En ce début d’année 2023, le cinéma français continue de distiller des œuvres attachantes, et 16 ans en est l’exemple parfait. Avec ce film sur un amour solaire mis à mal par des climats familiaux tempétueux, Philippe Lioret (Welcome, Je vais bien, ne t’en fais pas) raconte une relation passionnelle, certes malmenée, mais transcendante et incandescente. 16 ans, l’âge de la construction, celui de l’accès à une maturité adulte, celui de l’insouciance, mais également celui des premières et fortes étreintes amoureuses. Plus qu’un simple récit romantique dévoilant les prémices d’une belle fusion, ce film propose la démonstration du véritable amour voulant s’affranchir des barrières sociétales, et ce malgré les difficultés engendrées par les différences culturelles.

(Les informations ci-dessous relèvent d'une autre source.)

//! Character entity - the raw, player-authored record
//!
//! A character stores only authoritative inputs: identity, the six ability
//! scores, class name, level, and hit points. Every gameplay number derived
//! from these (combat modifiers, saves, AC, encumbrance, spell slots) lives in
//! [`crate::sheet::CharacterSheet`], which is recomputed on read and never
//! persisted. Keeping the two apart makes it impossible to hand-edit a
//! derived field into an inconsistent state.

use chrono::{DateTime, Utc};
use serde::{Deserialize, Serialize};

use crate::error::DomainError;
use crate::ids::{CharacterId, UserId};

/// Lowest rollable ability score.
pub const ABILITY_SCORE_MIN: u8 = 3;
/// Highest rollable ability score.
pub const ABILITY_SCORE_MAX: u8 = 18;

/// The six raw ability scores, each in 3..=18.
#[derive(Debug, Clone, Copy, PartialEq, Eq, Serialize, Deserialize)]
pub struct AbilityScores {
    pub strength: u8,
    pub dexterity: u8,
    pub constitution: u8,
    pub intelligence: u8,
    pub wisdom: u8,
    pub charisma: u8,
}

impl AbilityScores {
    pub fn validate(&self) -> Result<(), DomainError> {
        let fields: [(&'static str, u8); 6] = [
            ("strength", self.strength),
            ("dexterity", self.dexterity),
            ("constitution", self.constitution),
            ("intelligence", self.intelligence),
            ("wisdom", self.wisdom),
            ("charisma", self.charisma),
        ];
        for (field, score) in fields {
            if !(ABILITY_SCORE_MIN..=ABILITY_SCORE_MAX).contains(&score) {
                return Err(DomainError::validation(
                    field,
                    format!(
                        "must be between {ABILITY_SCORE_MIN} and {ABILITY_SCORE_MAX}, got {score}"
                    ),
                ));
            }
        }
        Ok(())
    }
}

/// A player character as persisted by the storage collaborator.
///
/// `class` stays a free string: unknown class names are tolerated by the
/// rules engine (the sheet is built from attributes alone), which keeps
/// homebrew classes from breaking reads.
#[derive(Debug, Clone, Serialize, Deserialize)]
pub struct Character {
    pub id: CharacterId,
    pub user_id: UserId,
    pub name: String,
    pub class: String,
    pub level: u8,
    pub abilities: AbilityScores,
    pub hit_points: i32,
    pub created_at: DateTime<Utc>,
    pub updated_at: DateTime<Utc>,
}

impl Character {
    pub fn new(
        user_id: UserId,
        name: impl Into<String>,
        class: impl Into<String>,
        level: u8,
        abilities: AbilityScores,
        hit_points: i32,
    ) -> Self {
        let now = Utc::now();
        Self {
            id: CharacterId::new(),
            user_id,
            name: name.into(),
            class: class.into(),
            level,
            abilities,
            hit_points,
            created_at: now,
            updated_at: now,
        }
    }

    /// Validates the documented input constraints: ability scores in
    /// 3..=18, level >= 1, positive hit points, non-empty name/class.
    pub fn validate(&self) -> Result<(), DomainError> {
        if self.name.trim().is_empty() {
            return Err(DomainError::validation("name", "name cannot be empty"));
        }
        if self.class.trim().is_empty() {
            return Err(DomainError::validation("class", "class cannot be empty"));
        }
        if self.level < 1 {
            return Err(DomainError::validation("level", "level must be at least 1"));
        }
        if self.hit_points < 1 {
            return Err(DomainError::validation(
                "hit_points",
                "hit points must be positive",
            ));
        }
        self.abilities.validate()
    }
}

En prenant pour socle initial ce binôme sentimental, le cinéaste met en opposition deux milieux sociaux financièrement divergents, où les bienfaits de la mixité sociale restent purement utopiques. À travers l’histoire de ces lycéens vivant leurs émois, Philippe Lioret expose la question du racisme ambiant et celle des mentalités peu enclines à bouleverser les coutumes et à accepter d’autres horizons sociaux. Cette version moderne de Love story est riche en enseignements, et ne peut être que le miroir d’une société divisée… ou l’espoir de vivre dans un environnement multiculturel harmonieux.
Léo et Nora s’attirent, puis tombent amoureux. La joie et l’exaltation s’assombrissent face à des complications annonçant des conséquences dramatiques.
16 ans débute dans un cadre scolaire, dans une classe où les timides regards se croisent, où les sourires trahissent une certaine attirance. Léo et Nora se cherchent à travers les rangées, puis finissent par se rapprocher et se connaître profondément.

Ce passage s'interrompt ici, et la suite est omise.